Giuseppe Guastella per il “Corriere della sera”
Con un passo forte e deciso la Procura di Milano interviene nella vicenda dell' Ilva su due fronti: entra con tutto il suo peso nella causa civile sul contratto di affitto che ArcelorMittal vuole rompere riconsegnando gli stabilimenti ai commissari, e di fatto interrompendo definitivamente la produzione dell' acciaio; apre un fronte penale con un fascicolo di indagine che vuole «verificare l' eventuale sussistenza di ipotesi di reato».
La svolta giudiziaria si manifesta ieri a metà giornata con una nota in cui il Procuratore Francesco Greco spiega che l' intervento del suo ufficio si lega al «preminente interesse pubblico relativo alla difesa dei livelli occupazionali, alle necessità economiche-produttive del Paese, agli obblighi del processo di risanamento ambientale».
È proprio questo specifico interesse a consentire alla Procura di entrare nella causa promossa da ArcelorMittal per la rescissione del contratto utilizzando l' articolo 70 del codice di procedura civile, norma applicata raramente nei palazzi di giustizia. A studiare la strategia saranno i pm Stefano Civardi e Mauro Clerici, gli stessi che, coordinati dall'allora aggiunto Greco, chiusero l'inchiesta sulla bancarotta dell'Ilva dei Riva (che ha sede legale a Milano) facendo entrare nelle casse del fallimento un miliardo e 300 milioni, tesoro che è stato determinante per proseguire la produzione e dare il via al risanamento ambientale dello stabilimento di Taranto.

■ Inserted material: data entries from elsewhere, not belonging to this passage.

//! Standard response envelope helpers: `{"data": ..., "meta": {...}}`.

use axum::{http::StatusCode, Json};
use serde::Serialize;

#[derive(Serialize)]
pub struct SuccessOne<T> {
    pub data: T,
    #[serde(skip_serializing_if = "Option::is_none")]
    pub meta: Option<serde_json::Value>,
}

#[derive(Serialize)]
pub struct SuccessMany<T> {
    pub data: Vec<T>,
    pub meta: MetaCount,
}

#[derive(Serialize, Default)]
pub struct MetaCount {
    pub count: u64,
    #[serde(skip_serializing_if = "Option::is_none")]
    pub limit: Option<u32>,
    #[serde(skip_serializing_if = "Option::is_none")]
    pub offset: Option<u32>,
}

pub fn success_one<T: Serialize>(data: T) -> (StatusCode, Json<SuccessOne<T>>) {
    (StatusCode::CREATED, Json(SuccessOne { data, meta: None }))
}

pub fn success_one_ok<T: Serialize>(data: T) -> (StatusCode, Json<SuccessOne<T>>) {
    (StatusCode::OK, Json(SuccessOne { data, meta: None }))
}

pub fn success_one_with_meta<T: Serialize>(data: T, meta: serde_json::Value) -> (StatusCode, Json<SuccessOne<T>>) {
    (StatusCode::OK, Json(SuccessOne { data, meta: Some(meta) }))
}

pub fn success_many<T: Serialize>(data: Vec<T>) -> (StatusCode, Json<SuccessMany<T>>) {
    let count = data.len() as u64;
    (
        StatusCode::OK,
        Json(SuccessMany {
            data,
            meta: MetaCount { count, ..Default::default() },
        }),
    )
}

/// List page with the effective limit/offset echoed back.
pub fn success_page<T: Serialize>(data: Vec<T>, limit: u32, offset: u32) -> (StatusCode, Json<SuccessMany<T>>) {
    let count = data.len() as u64;
    (
        StatusCode::OK,
        Json(SuccessMany {
            data,
            meta: MetaCount {
                count,
                limit: Some(limit),
                offset: Some(offset),
            },
        }),
    )
}

pub fn success_many_created<T: Serialize>(data: Vec<T>) -> (StatusCode, Json<SuccessMany<T>>) {
    let count = data.len() as u64;
    (
        StatusCode::CREATED,
        Json(SuccessMany {
            data,
            meta: MetaCount { count, ..Default::default() },
        }),
    )
}
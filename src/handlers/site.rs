//! Public site endpoints: effective SEO, quote estimates, contact intake, and the caller profile.

use crate::audit::{self, AuditEntry};
use crate::auth::{rbac::role_permissions, AuthUser};
use crate::contact::{self, ContactRequest};
use crate::error::AppError;
use crate::quote::{self, QuoteRequest};
use crate::response::{success_one, success_one_ok};
use crate::seo;
use crate::state::AppState;
use axum::{
    extract::{Query, State},
    response::IntoResponse,
    Json,
};
use serde::{de::DeserializeOwned, Deserialize, Serialize};
use serde_json::Value;

/// Typed body from raw JSON; shape errors are the client's (400).
pub(crate) fn parse_body<T: DeserializeOwned>(body: Value) -> Result<T, AppError> {
    serde_json::from_value(body).map_err(|e| AppError::BadRequest(format!("invalid request body: {}", e)))
}

#[derive(Debug, Deserialize)]
pub struct SeoQuery {
    pub path: Option<String>,
}

pub async fn effective_seo(State(state): State<AppState>, Query(q): Query<SeoQuery>) -> Result<impl IntoResponse, AppError> {
    let path = q.path.as_deref().unwrap_or("/");
    let seo = seo::effective_for_path(&state.pool, &state.settings.cms_schema, path).await?;
    Ok(success_one_ok(seo))
}

pub async fn quote(Json(body): Json<Value>) -> Result<impl IntoResponse, AppError> {
    let request: QuoteRequest = parse_body(body)?;
    let input = request.validate()?;
    let estimate = quote::calculate(&input);
    tracing::debug!(
        building_type = %estimate.building_type,
        region = %estimate.region,
        sqft = estimate.recommended_square_feet,
        "quote calculated"
    );
    Ok(success_one_ok(estimate))
}

#[derive(Serialize)]
struct Created {
    id: uuid::Uuid,
}

pub async fn submit_contact(State(state): State<AppState>, Json(body): Json<Value>) -> Result<impl IntoResponse, AppError> {
    let request: ContactRequest = parse_body(body)?;
    let submission = request.validate()?;
    let id = contact::create(&state.pool, &state.settings.cms_schema, &submission).await?;
    tracing::info!(submission_id = %id, source_page = ?submission.source_page, "contact submission stored");
    audit::record_detached(
        &state,
        AuditEntry::new(audit::ACTION_CREATE, "contact-submissions").resource_id(id),
    );
    Ok(success_one(Created { id }))
}

#[derive(Serialize)]
struct Profile<'a> {
    id: &'a str,
    email: Option<&'a str>,
    role: crate::auth::Role,
    permissions: &'static [&'static str],
}

pub async fn me(user: AuthUser) -> impl IntoResponse {
    success_one_ok(Profile {
        id: &user.user_id,
        email: user.email.as_deref(),
        role: user.role,
        permissions: role_permissions(user.role),
    })
    .into_response()
}

#[cfg(test)]
mod tests {
    use super::*;
    use serde_json::json;

    #[test]
    fn malformed_bodies_are_bad_requests() {
        let err = parse_body::<QuoteRequest>(json!({"building_type": "office", "rental_months": "six"})).unwrap_err();
        assert!(matches!(err, AppError::BadRequest(_)));
        assert!(parse_body::<QuoteRequest>(json!({"building_type": "office", "rental_months": 6})).is_ok());
    }
}
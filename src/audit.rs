//! Audit log: every mutation and every access denial leaves a row in `audit_logs`.
//! Also the aggregate counters behind the security dashboard.

use crate::auth::{AuthUser, Role};
use crate::error::AppError;
use crate::state::AppState;
use crate::store::{system_table, AUDIT_LOGS_TABLE, USERS_TABLE};
use chrono::{DateTime, Utc};
use serde::{Deserialize, Serialize};
use serde_json::Value;
use sqlx::PgPool;
use std::collections::BTreeMap;

pub const ACTION_CREATE: &str = "create";
pub const ACTION_UPDATE: &str = "update";
pub const ACTION_DELETE: &str = "delete";
pub const ACTION_BULK_CREATE: &str = "bulk_create";
pub const ACTION_BATCH_UPDATE: &str = "batch_update";
pub const ACTION_ROLE_CHANGE: &str = "role_change";
pub const ACTION_ACCESS_DENIED: &str = "access_denied";

const DEFAULT_PAGE: i64 = 50;
const MAX_PAGE: i64 = 500;
const TOP_DENIED_RESOURCES: i64 = 5;

/// One row to be written. Built with [`AuditEntry::new`] and the chained setters.
#[derive(Debug, Clone)]
pub struct AuditEntry {
    pub action: String,
    pub resource: String,
    pub resource_id: Option<String>,
    pub actor_id: Option<uuid::Uuid>,
    pub actor_email: Option<String>,
    pub details: Value,
}

impl AuditEntry {
    pub fn new(action: &str, resource: &str) -> Self {
        AuditEntry {
            action: action.to_string(),
            resource: resource.to_string(),
            resource_id: None,
            actor_id: None,
            actor_email: None,
            details: Value::Object(Default::default()),
        }
    }

    pub fn actor(mut self, user: &AuthUser) -> Self {
        // Subjects that are not uuids are kept in details rather than dropped.
        match uuid::Uuid::parse_str(&user.user_id) {
            Ok(id) => self.actor_id = Some(id),
            Err(_) => {
                if let Value::Object(map) = &mut self.details {
                    map.insert("actor_sub".into(), Value::String(user.user_id.clone()));
                }
            }
        }
        self.actor_email = user.email.clone();
        self
    }

    pub fn resource_id(mut self, id: impl ToString) -> Self {
        self.resource_id = Some(id.to_string());
        self
    }

    /// Merges object fields into the details; any other value replaces them.
    pub fn details(mut self, details: Value) -> Self {
        match (&mut self.details, details) {
            (Value::Object(existing), Value::Object(extra)) => existing.extend(extra),
            (slot, other) => *slot = other,
        }
        self
    }
}

pub async fn record(pool: &PgPool, schema: &str, entry: &AuditEntry) -> Result<(), AppError> {
    sqlx::query(&format!(
        "INSERT INTO {} (actor_id, actor_email, action, resource, resource_id, details) VALUES ($1, $2, $3, $4, $5, $6)",
        system_table(schema, AUDIT_LOGS_TABLE)
    ))
    .bind(entry.actor_id)
    .bind(&entry.actor_email)
    .bind(&entry.action)
    .bind(&entry.resource)
    .bind(&entry.resource_id)
    .bind(&entry.details)
    .execute(pool)
    .await?;
    Ok(())
}

/// Writes the row on a spawned task. Failures are logged, never surfaced to the caller.
pub fn record_detached(state: &AppState, entry: AuditEntry) {
    let pool = state.pool.clone();
    let schema = state.settings.cms_schema.clone();
    tokio::spawn(async move {
        if let Err(e) = record(&pool, &schema, &entry).await {
            tracing::warn!(error = %e, action = %entry.action, resource = %entry.resource, "audit write failed");
        }
    });
}

#[derive(Debug, Default, Deserialize)]
pub struct AuditLogQuery {
    pub action: Option<String>,
    pub resource: Option<String>,
    pub actor_id: Option<uuid::Uuid>,
    pub limit: Option<i64>,
    pub offset: Option<i64>,
}

#[derive(Debug, Serialize, sqlx::FromRow)]
pub struct AuditLogRow {
    pub id: i64,
    pub actor_id: Option<uuid::Uuid>,
    pub actor_email: Option<String>,
    pub action: String,
    pub resource: String,
    pub resource_id: Option<String>,
    pub details: Value,
    pub created_at: DateTime<Utc>,
}

/// Newest first. Absent filters match everything.
pub async fn list(pool: &PgPool, schema: &str, query: &AuditLogQuery) -> Result<Vec<AuditLogRow>, AppError> {
    let limit = query.limit.unwrap_or(DEFAULT_PAGE).clamp(1, MAX_PAGE);
    let offset = query.offset.unwrap_or(0).max(0);
    let rows = sqlx::query_as::<_, AuditLogRow>(&format!(
        "SELECT id, actor_id, actor_email, action, resource, resource_id, details, created_at FROM {}
         WHERE ($1::text IS NULL OR action = $1)
           AND ($2::text IS NULL OR resource = $2)
           AND ($3::uuid IS NULL OR actor_id = $3)
         ORDER BY created_at DESC, id DESC
         LIMIT $4 OFFSET $5",
        system_table(schema, AUDIT_LOGS_TABLE)
    ))
    .bind(&query.action)
    .bind(&query.resource)
    .bind(query.actor_id)
    .bind(limit)
    .bind(offset)
    .fetch_all(pool)
    .await?;
    Ok(rows)
}

#[derive(Debug, Serialize)]
pub struct DeniedResource {
    pub resource: String,
    pub count: i64,
}

#[derive(Debug, Serialize)]
pub struct SecurityMetrics {
    pub events_24h: i64,
    pub events_7d: i64,
    pub access_denied_24h: i64,
    pub access_denied_7d: i64,
    pub role_changes_7d: i64,
    pub deletions_7d: i64,
    /// Every role is present, zero when no user holds it.
    pub users_by_role: BTreeMap<String, i64>,
    pub top_denied_resources: Vec<DeniedResource>,
    pub generated_at: DateTime<Utc>,
}

pub async fn security_metrics(pool: &PgPool, schema: &str) -> Result<SecurityMetrics, AppError> {
    let audit = system_table(schema, AUDIT_LOGS_TABLE);
    let counts: (i64, i64, i64, i64, i64, i64) = sqlx::query_as(&format!(
        "SELECT
            COUNT(*) FILTER (WHERE created_at > NOW() - INTERVAL '24 hours'),
            COUNT(*),
            COUNT(*) FILTER (WHERE action = $1 AND created_at > NOW() - INTERVAL '24 hours'),
            COUNT(*) FILTER (WHERE action = $1),
            COUNT(*) FILTER (WHERE action = $2),
            COUNT(*) FILTER (WHERE action = $3)
         FROM {} WHERE created_at > NOW() - INTERVAL '7 days'",
        audit
    ))
    .bind(ACTION_ACCESS_DENIED)
    .bind(ACTION_ROLE_CHANGE)
    .bind(ACTION_DELETE)
    .fetch_one(pool)
    .await?;

    let role_rows: Vec<(String, i64)> = sqlx::query_as(&format!(
        "SELECT role, COUNT(*) FROM {} GROUP BY role",
        system_table(schema, USERS_TABLE)
    ))
    .fetch_all(pool)
    .await?;
    let mut users_by_role: BTreeMap<String, i64> = Role::ALL.iter().map(|r| (r.as_str().to_string(), 0)).collect();
    for (role, n) in role_rows {
        *users_by_role.entry(role).or_default() += n;
    }

    let denied: Vec<(String, i64)> = sqlx::query_as(&format!(
        "SELECT resource, COUNT(*) AS n FROM {}
         WHERE action = $1 AND created_at > NOW() - INTERVAL '7 days'
         GROUP BY resource ORDER BY n DESC, resource LIMIT $2",
        audit
    ))
    .bind(ACTION_ACCESS_DENIED)
    .bind(TOP_DENIED_RESOURCES)
    .fetch_all(pool)
    .await?;

    Ok(SecurityMetrics {
        events_24h: counts.0,
        events_7d: counts.1,
        access_denied_24h: counts.2,
        access_denied_7d: counts.3,
        role_changes_7d: counts.4,
        deletions_7d: counts.5,
        users_by_role,
        top_denied_resources: denied
            .into_iter()
            .map(|(resource, count)| DeniedResource { resource, count })
            .collect(),
        generated_at: Utc::now(),
    })
}

#[cfg(test)]
mod tests {
    use super::*;
    use serde_json::json;

    fn editor() -> AuthUser {
        AuthUser {
            user_id: "6f1c2a9e-1d7b-4d55-9a43-2f7f9c0b8e21".into(),
            email: Some("ed@example.com".into()),
            role: Role::Editor,
        }
    }

    #[test]
    fn builder_sets_actor_and_merges_details() {
        let entry = AuditEntry::new(ACTION_UPDATE, "faqs")
            .actor(&editor())
            .resource_id(42)
            .details(json!({"fields": ["answer"]}))
            .details(json!({"status": "ok"}));
        assert_eq!(entry.actor_id.unwrap().to_string(), "6f1c2a9e-1d7b-4d55-9a43-2f7f9c0b8e21");
        assert_eq!(entry.actor_email.as_deref(), Some("ed@example.com"));
        assert_eq!(entry.resource_id.as_deref(), Some("42"));
        assert_eq!(entry.details, json!({"fields": ["answer"], "status": "ok"}));
    }

    #[test]
    fn non_uuid_subject_is_kept_in_details() {
        let mut user = editor();
        user.user_id = "service-account".into();
        let entry = AuditEntry::new(ACTION_ACCESS_DENIED, "users").actor(&user);
        assert!(entry.actor_id.is_none());
        assert_eq!(entry.details["actor_sub"], "service-account");
    }
}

Saranno sempre Civardi e Clerici ad occuparsi del fascicolo che Greco ha deciso di aprire a «modello 45», come si dice tecnicamente quando si parla di un' inchiesta contro ignoti e senza indagati, ma che potrebbe riempirsi di contenuti e nomi grazie alle indagini della Guardia di Finanza di Milano. Ora i due magistrati lavorano nel dipartimento guidato dall' aggiunto Maurizio Romanelli che si occupa dei reati economici, ma anche di quelli contro la pubblica amministrazione, per esempio le truffe ai danni dello Stato.
Entro una decina di giorni la sezione «A» del Tribunale di Milano, specializzata in materia di imprese, dovrebbe esaminare le richiese urgenti dei commissari Ilva che chiedono di imporre agli indiani di rispettare il contratto. Nelle 85 pagine del ricorso, premettono che ArcelorMittal si è impegnata «ad assicurare la continuità del funzionamento produttivo di uno stabilimento industriale di interesse strategico nazionale» che avrebbe dovuto garantire «il futuro dell' industria siderurgica italiana, la sorte di oltre 10.000 dipendenti e delle loro famiglie e le prospettive di sviluppo economico e sociale di importanti aree del Paese».
Ora, invece, il gruppo indiano vorrebbe interrompere le «attività produttive con il graduale spegnimento degli altiforni». Per i commissari, o l' obiettivo è «di forzare con violenza e minacce» un contratto che ArcelorMittal non ritiene più rispondente ai «propri interessi» oppure è di «distruggere un tradizionale concorrente» con «iniziative senza ritorno» che sono in grado di «danneggiare irreparabilmente» un impianto (lo spegnimento distrugge gli altiforni) «di interesse strategico nazionale che è il primo produttore siderurgico italiano e uno dei maggiori d' Europa».
Così si farebbero «danni irreparabili», si creerebbe una «gravissima crisi occupazionale» e si lascerebbero irrisolte «le problematiche ambientali e di sicurezza». «Se un tale modus operandi fosse portato avanti», prevedono i commissari, ciò che resterà saranno solo le «macerie» di un impianto completamente compromesso, senza materie prime in magazzino, senza dirigenti e operai, non in grado di ripartire. Dando così ragione, aggiungono, a coloro che dicevano che l' obiettivo di ArcelorMittal era solo di «uccidere un proprio importante concorrente», una «situazione purtroppo non nuova», scrivono riferendosi esplicitamente all' impianto di Hunedoara in Romania, acquistato dal gruppo indiano e diventato «una landa desolata».